Task: In a chart plot the friendship’s highs and lows and discuss how the author represents this friendship in words and images.  

Contrast July and William’s friendship with that of Hannah, Mabel, Brian and Lisa in Read at Your Own Risk and in groups discuss why the friendships in the two books are so different. Hint: Who is telling the story in each graphic novel?  

Relevant details in relation to the new NSW English 7-10 syllabus

Text requirements: Ghost Book and Read at Your Own Risk are multimodal texts by an Australian author.  They includes a range of cultural, social and gender perspectives.

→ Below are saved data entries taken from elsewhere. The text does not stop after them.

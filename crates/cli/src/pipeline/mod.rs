//! Pipeline orchestration module.

mod orchestrator;
mod source;
mod stats;

pub use orchestrator::{Pipeline, PipelineConfig};
pub use source::NdjsonSource;
pub use stats::RunStats;
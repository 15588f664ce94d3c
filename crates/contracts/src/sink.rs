//! SinkTransport trait - Dispatcher output interface
//!
//! A transport issues exactly one request per `send` call and returns one
//! status per item. The response may be positional; the dispatcher re-derives
//! identities itself.

use crate::{ContractError, Event, ItemClass, ItemStatus};

/// Default classification for HTTP-style status codes
///
/// 2xx succeed, 400 (malformed request) is final, everything else may be
/// retried.
pub fn classify_http_status(status: u16) -> ItemClass {
    match status {
        200..=299 => ItemClass::Success,
        400 => ItemClass::Fatal,
        _ => ItemClass::Retryable,
    }
}

/// Bulk sink transport
///
/// All sink implementations must implement this trait.
#[trait_variant::make(SinkTransport: Send)]
pub trait LocalSinkTransport {
    /// Sink name (used for logging/metrics)
    fn name(&self) -> &str;

    /// Send one request containing `batch`
    ///
    /// # Errors
    /// Returns a transport error when no per-item response is available.
    /// Transient kinds make every in-flight event retryable; any other kind
    /// terminates the dispatch session.
    async fn send(&self, batch: &[Event]) -> Result<Vec<ItemStatus>, ContractError>;

    /// Classify one item status
    fn classify(&self, status: &ItemStatus) -> ItemClass {
        classify_http_status(status.status)
    }
}
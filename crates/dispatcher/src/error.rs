//! Dispatcher error types

use contracts::ContractError;
use thiserror::Error;

/// Dispatcher-specific errors
#[derive(Debug, Error)]
pub enum DispatcherError {
    /// Sink could not be built from its configuration
    #[error("failed to create sink '{name}': {message}")]
    SinkCreation { name: String, message: String },

    /// Sink name not present in the registry
    #[error("unknown sink '{0}'")]
    UnknownSink(String),

    #[error(transparent)]
    Contract(#[from] ContractError),
}

impl DispatcherError {
    pub fn sink_creation(name: impl Into<String>, message: impl Into<String>) -> Self {
        Self::SinkCreation {
            name: name.into(),
            message: message.into(),
        }
    }
}

impl From<DispatcherError> for ContractError {
    fn from(err: DispatcherError) -> Self {
        match err {
            DispatcherError::Contract(inner) => inner,
            DispatcherError::SinkCreation { name, message } => {
                ContractError::config_validation(format!("sinks.{name}"), message)
            }
            DispatcherError::UnknownSink(name) => {
                ContractError::config_validation("sinks", format!("unknown sink '{name}'"))
            }
        }
    }
}
//! RecordStreamSink - batched record production to a stream service

use std::collections::HashMap;
use std::time::Duration;

use base64::Engine;
use base64::engine::general_purpose::STANDARD;
use contracts::{ContractError, Event, ItemStatus, SinkTransport};
use reqwest::{Client, Url};
use serde::{Deserialize, Serialize};
use tracing::{debug, instrument};

use super::{endpoint, http_client, map_request_error, required_param, success_body, timeout_from_params};

const PUT_RECORDS_TARGET: &str = "Kinesis_20131202.PutRecords";

/// Status code for a per-record error code
pub fn status_for_error_code(code: &str) -> u16 {
    match code {
        "ProvisionedThroughputExceededException" => 429,
        "InternalFailure" => 500,
        "ValidationException" | "InvalidArgumentException" => 400,
        _ => 500,
    }
}

#[derive(Debug, Serialize)]
#[serde(rename_all = "PascalCase")]
struct PutRecordsRequest<'a> {
    stream_name: &'a str,
    records: Vec<PutRecordsEntry<'a>>,
}

#[derive(Debug, Serialize)]
#[serde(rename_all = "PascalCase")]
struct PutRecordsEntry<'a> {
    data: String,
    partition_key: &'a str,
}

#[derive(Debug, Deserialize)]
#[serde(rename_all = "PascalCase")]
struct PutRecordsResponse {
    #[serde(default)]
    failed_record_count: u32,
    #[serde(default)]
    records: Vec<PutRecordsResult>,
}

#[derive(Debug, Deserialize)]
#[serde(rename_all = "PascalCase")]
struct PutRecordsResult {
    #[serde(default)]
    sequence_number: Option<String>,
    #[serde(default)]
    error_code: Option<String>,
    #[serde(default)]
    error_message: Option<String>,
}

/// Produces every event as one record of a batch-put request
///
/// Responses are positional; the dispatcher aligns them to the request.
pub struct RecordStreamSink {
    name: String,
    stream_name: String,
    endpoint: Url,
    client: Client,
}

impl RecordStreamSink {
    pub fn new(
        name: impl Into<String>,
        base_url: &str,
        stream_name: impl Into<String>,
        timeout: Duration,
    ) -> Result<Self, ContractError> {
        let name = name.into();
        let endpoint = endpoint(&name, base_url, "")?;
        let client = http_client(&name, timeout)?;

        Ok(Self {
            stream_name: stream_name.into(),
            name,
            endpoint,
            client,
        })
    }

    /// Create from params (`url`, `stream_name`, optional `timeout_ms`)
    pub fn from_params(
        name: impl Into<String>,
        params: &HashMap<String, String>,
    ) -> Result<Self, ContractError> {
        let name = name.into();
        let url = required_param(&name, params, "url")?;
        let stream_name = required_param(&name, params, "stream_name")?.to_string();
        let timeout = timeout_from_params(&name, params)?;
        Self::new(name, url, stream_name, timeout)
    }

    pub fn stream_name(&self) -> &str {
        &self.stream_name
    }

    fn encode_request<'a>(&'a self, batch: &'a [Event]) -> PutRecordsRequest<'a> {
        PutRecordsRequest {
            stream_name: &self.stream_name,
            records: batch
                .iter()
                .map(|event| PutRecordsEntry {
                    data: STANDARD.encode(&event.payload),
                    partition_key: event.routing_key(),
                })
                .collect(),
        }
    }
}

fn decode_response(body: &str) -> Result<Vec<ItemStatus>, serde_json::Error> {
    let response: PutRecordsResponse = serde_json::from_str(body)?;
    if response.failed_record_count > 0 {
        debug!(failed = response.failed_record_count, "Batch-put reports failed records");
    }

    Ok(response
        .records
        .into_iter()
        .map(|record| match record.error_code {
            Some(code) => {
                let message = match record.error_message {
                    Some(message) => format!("{code}: {message}"),
                    None => code.clone(),
                };
                ItemStatus::positional(status_for_error_code(&code)).with_error(message)
            }
            None => {
                let status = ItemStatus::positional(200);
                match record.sequence_number {
                    Some(_) => status,
                    None => status.with_error("record accepted without sequence number"),
                }
            }
        })
        .collect())
}

impl SinkTransport for RecordStreamSink {
    fn name(&self) -> &str {
        &self.name
    }

    #[instrument(
        name = "record_stream_send",
        skip(self, batch),
        fields(sink = %self.name, stream = %self.stream_name, events = batch.len())
    )]
    async fn send(&self, batch: &[Event]) -> Result<Vec<ItemStatus>, ContractError> {
        let response = self
            .client
            .post(self.endpoint.clone())
            .header(reqwest::header::CONTENT_TYPE, "application/x-amz-json-1.1")
            .header("X-Amz-Target", PUT_RECORDS_TARGET)
            .json(&self.encode_request(batch))
            .send()
            .await
            .map_err(|e| map_request_error(&self.name, e))?;

        let status = response.status().as_u16();
        let body = success_body(&self.name, response).await?;
        decode_response(&body).map_err(|e| ContractError::ServerBusy {
            sink_name: self.name.clone(),
            status,
            message: format!("unreadable batch-put response: {e}"),
        })
    }
}

#[cfg(test)]
mod tests {
    use super::*;
    use contracts::{classify_http_status, ItemClass};

    #[test]
    fn test_error_code_mapping() {
        assert_eq!(status_for_error_code("ProvisionedThroughputExceededException"), 429);
        assert_eq!(status_for_error_code("InternalFailure"), 500);
        assert_eq!(status_for_error_code("ValidationException"), 400);
        assert_eq!(status_for_error_code("KMSThrottlingException"), 500);
    }

    #[test]
    fn test_decode_mixed_response() {
        let body = r#"{
            "FailedRecordCount": 2,
            "Records": [
                {"SequenceNumber": "4955", "ShardId": "shardId-000000000000"},
                {"ErrorCode": "ProvisionedThroughputExceededException", "ErrorMessage": "Rate exceeded"},
                {"ErrorCode": "ValidationException"}
            ]
        }"#;
        let statuses = decode_response(body).unwrap();

        let classes: Vec<_> = statuses.iter().map(|s| classify_http_status(s.status)).collect();
        assert_eq!(
            classes,
            vec![ItemClass::Success, ItemClass::Retryable, ItemClass::Fatal]
        );
        assert!(statuses.iter().all(|s| s.id.is_none()));
        assert_eq!(
            statuses[1].error.as_deref(),
            Some("ProvisionedThroughputExceededException: Rate exceeded")
        );
    }

    #[test]
    fn test_request_uses_partition_key() {
        let sink = RecordStreamSink::new("stream", "http://localhost:4567", "events", Duration::from_secs(1)).unwrap();
        let batch = vec![
            Event::new("a", "hello").with_partition_key("user-1"),
            Event::new("b", "world"),
        ];
        let encoded = serde_json::to_value(sink.encode_request(&batch)).unwrap();

        assert_eq!(encoded["StreamName"], "events");
        assert_eq!(encoded["Records"][0]["PartitionKey"], "user-1");
        assert_eq!(encoded["Records"][0]["Data"], "aGVsbG8=");
        assert_eq!(encoded["Records"][1]["PartitionKey"], "b");
    }
}
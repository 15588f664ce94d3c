//! BatchDispatcher - reliable bulk send
//!
//! One session per `dispatch` call: send, align the per-item statuses to
//! identities, narrow the next request to what is still outstanding, and let
//! the retry strategy decide whether and when to resend. A session never has
//! more than one request in flight; sessions themselves run concurrently.

use std::fmt;
use std::sync::Arc;
use std::time::Instant;

use contracts::{Batch, ContractError, DispatchReport, SinkTransport};
use retry::RetryStrategy;
use tokio::task::JoinHandle;
use tokio_util::sync::CancellationToken;
use tracing::{debug, info, instrument, warn};

use crate::metrics::DispatchMetrics;
use crate::session::DispatchSession;

/// Session state, for logs
#[derive(Debug, Clone, Copy, PartialEq, Eq)]
enum DispatchState {
    Sending,
    PartialFailure,
    Done,
    Fatal,
}

impl fmt::Display for DispatchState {
    fn fmt(&self, f: &mut fmt::Formatter<'_>) -> fmt::Result {
        f.write_str(match self {
            Self::Sending => "sending",
            Self::PartialFailure => "partial_failure",
            Self::Done => "done",
            Self::Fatal => "fatal",
        })
    }
}

/// Drives dispatch sessions against one sink transport
pub struct BatchDispatcher<T> {
    transport: Arc<T>,
    strategy: RetryStrategy,
    metrics: Arc<DispatchMetrics>,
    cancel: CancellationToken,
}

impl<T> Clone for BatchDispatcher<T> {
    fn clone(&self) -> Self {
        Self {
            transport: Arc::clone(&self.transport),
            strategy: self.strategy.clone(),
            metrics: Arc::clone(&self.metrics),
            cancel: self.cancel.clone(),
        }
    }
}

impl<T: SinkTransport + Sync + 'static> BatchDispatcher<T> {
    pub fn new(transport: T, strategy: RetryStrategy) -> Self {
        Self::from_shared(Arc::new(transport), strategy)
    }

    /// Dispatcher over a transport shared with other dispatchers
    pub fn from_shared(transport: Arc<T>, strategy: RetryStrategy) -> Self {
        Self {
            transport,
            strategy,
            metrics: Arc::new(DispatchMetrics::new()),
            cancel: CancellationToken::new(),
        }
    }

    /// Use `token` to abort sessions of this dispatcher
    pub fn with_cancellation(mut self, token: CancellationToken) -> Self {
        self.cancel = token;
        self
    }

    pub fn sink_name(&self) -> &str {
        self.transport.name()
    }

    pub fn metrics(&self) -> &Arc<DispatchMetrics> {
        &self.metrics
    }

    pub fn cancellation_token(&self) -> &CancellationToken {
        &self.cancel
    }

    /// Deliver `batch`, resending failed events until every event resolved
    ///
    /// Returns one outcome per event in original order. Per-item rejections
    /// (dropped events) are part of a successful report. The error cases are
    /// a non-transient transport failure, a terminal retry verdict
    /// (`ExhaustedRetries`, with diagnostics) and cancellation.
    #[instrument(
        name = "batch_dispatch",
        skip(self, batch),
        fields(sink = %self.transport.name(), events = batch.len())
    )]
    pub async fn dispatch(&self, batch: Batch) -> Result<DispatchReport, ContractError> {
        if batch.is_empty() {
            debug!("Empty batch, nothing to send");
            return Ok(DispatchReport::default());
        }

        let sink = self.transport.name().to_string();
        let mut session = DispatchSession::new(&sink, batch)?;
        let mut retry = self.strategy.session(format!("dispatch to '{sink}'"));
        let started = Instant::now();

        loop {
            let request = session.next_request();
            let attempt = session.attempt();
            debug!(
                state = %DispatchState::Sending,
                attempt,
                events = request.len(),
                "Sending request"
            );
            self.metrics.inc_attempts();
            observability::record_dispatch_attempt(&sink);

            let sent = tokio::select! {
                biased;
                _ = self.cancel.cancelled() => return Err(self.on_cancel(&sink, attempt)),
                result = self.transport.send(&request) => result,
            };

            let failure = match sent {
                Ok(statuses) => {
                    let transport = &self.transport;
                    let summary =
                        session.apply_response(&request, statuses, |status| transport.classify(status));
                    self.metrics.add_delivered(summary.succeeded);
                    self.metrics.add_dropped(summary.dropped);
                    observability::record_items(&sink, "delivered", summary.succeeded);
                    observability::record_items(&sink, "dropped", summary.dropped);
                    observability::record_items(&sink, "retried", summary.retryable);

                    if session.is_resolved() {
                        let report = session.into_report(attempt - 1);
                        let elapsed_ms = started.elapsed().as_secs_f64() * 1000.0;
                        observability::record_dispatch_duration_ms(&sink, elapsed_ms);
                        info!(
                            state = %DispatchState::Done,
                            attempts = report.attempts,
                            delivered = report.delivered(),
                            dropped = report.dropped(),
                            elapsed_ms,
                            "Batch resolved"
                        );
                        return Ok(report);
                    }

                    debug!(
                        state = %DispatchState::PartialFailure,
                        attempt,
                        outstanding = session.outstanding_len(),
                        "Events outstanding"
                    );
                    session.outstanding_failure()
                }
                Err(err) if !err.kind().is_transient() => {
                    warn!(
                        state = %DispatchState::Fatal,
                        attempt,
                        kind = %err.kind(),
                        error = %err,
                        "Transport failure is not transient"
                    );
                    return Err(err);
                }
                Err(err) => {
                    session.apply_transport_failure(&request, &err);
                    err
                }
            };

            let decision = tokio::select! {
                biased;
                _ = self.cancel.cancelled() => return Err(self.on_cancel(&sink, attempt)),
                decision = retry.on_failure(&failure) => decision,
            };

            match decision {
                Ok(next_attempt) => {
                    self.metrics.inc_retries();
                    session.advance(next_attempt);
                }
                Err(reason) => {
                    self.metrics.inc_exhausted();
                    observability::record_dispatch_exhausted(&sink);
                    return Err(ContractError::ExhaustedRetries {
                        attempts: reason.attempts(),
                        outcomes: session.into_diagnostics(),
                        cause: Box::new(failure),
                    });
                }
            }
        }
    }

    /// Run `dispatch` as an independent task
    pub fn spawn(&self, batch: Batch) -> JoinHandle<Result<DispatchReport, ContractError>> {
        let dispatcher = self.clone();
        tokio::spawn(async move { dispatcher.dispatch(batch).await })
    }

    fn on_cancel(&self, sink: &str, attempt: u32) -> ContractError {
        self.metrics.inc_cancelled();
        warn!(attempt, "Dispatch cancelled, discarding partial outcomes");
        ContractError::cancelled(format!("dispatch to '{sink}'"))
    }
}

Concepts could include Characterisation and Genre

 

Relevant NSW English 7-10 Syllabus content

Reading Viewing and listening to texts | EN4-RVL-01

Reading, viewing and listening for meaning

  • Explore the main ideas and thematic concerns posed by a text for meaning
  • Engage with the ways texts contain layers of meaning, or multiple meanings
  • Identify and understand that relevant prior knowledge and personal experience enables and enhances understanding when reading, viewing or listening to texts
  • Explain personal responses to characters, situations and issues in texts, recognising the role of written, oral or visual language in influencing these personal responses
  • Explain how the use of language forms and features in texts might create multiple meanings
  • Using a range of texts, describe how Aboriginal and Torres Strait Islander authors convey connections between Culture and identity
  • Understand how language use evolves over time and in different places and cultures, and is influenced by technological and social developments

Reading for challenge, interest and enjoyment    

  • Read texts selected to challenge thinking, develop interest and promote enjoyment, to prompt a personal response
  • Read a variety of texts that present a range of perspectives and experiences, including those of Aboriginal and Torres Strait Islander Peoples, and respond in a range of ways, including sustained written responses where appropriate
  • Read texts of interest for sustained periods of time and respond to this reading in a variety of ways
  • Use strategies to enhance interest and overcome challenges experienced when reading
  • Communicate purposefully with peers in response to texts
  • Understand the ways reading helps us understand ourselves and make connections to others and to the world

Reflecting 

  • Reflect on how reading, viewing and listening to texts has informed learning
  • Reflect on how an understanding of texts can be enhanced through re-reading and close study
  • Discuss and reflect on the value of reading for personal growth and cultural awareness
  • Use reading strategies, and consider their effectiveness, when reflecting on the successes and challenges of extended reading
  • Reflect on how reading promotes a broad and balanced understanding of the world and enables students to explore universal issues
  • Reflect on own experiences of reading by sharing what was enjoyed, discussing challenges to strengthen an understanding of the value of reading

Understanding and responding to texts A | EN4-URA-01

Characterisation

  • Analyse how engaging characters are constructed in texts through a range of language features and structures, and use these features and structures in own texts
  • Describe how characters in texts, including stereotypes, archetypes, flat and rounded, static and dynamic characters represent values and attitudes, and experiment with these in own texts
  • Understand how the interactions of characters, such as protagonists and antagonists, might be perceived to represent aspects of human relationships, and experiment with interactions when composing texts

Genre 

  • Understand how a genre addresses its purpose through patterns of textual elements, such as structure, choice of language, character archetypes and settings, and apply these patterns in own texts
  • Analyse how texts can participate in larger, established patterns of narrative, purpose, theme and tone by exhibiting and challenging conventions, and experiment with conventions in own texts
  • Explore particular genres to identify ways they may be adapted to different modes and media, or refreshed by combining with other genres, and experiment with these in own texts

 

(English K-10 Syllabus 2022 © NSW Education Standards Authority for and on behalf of the Crown in right of the State of New South Wales, 2023)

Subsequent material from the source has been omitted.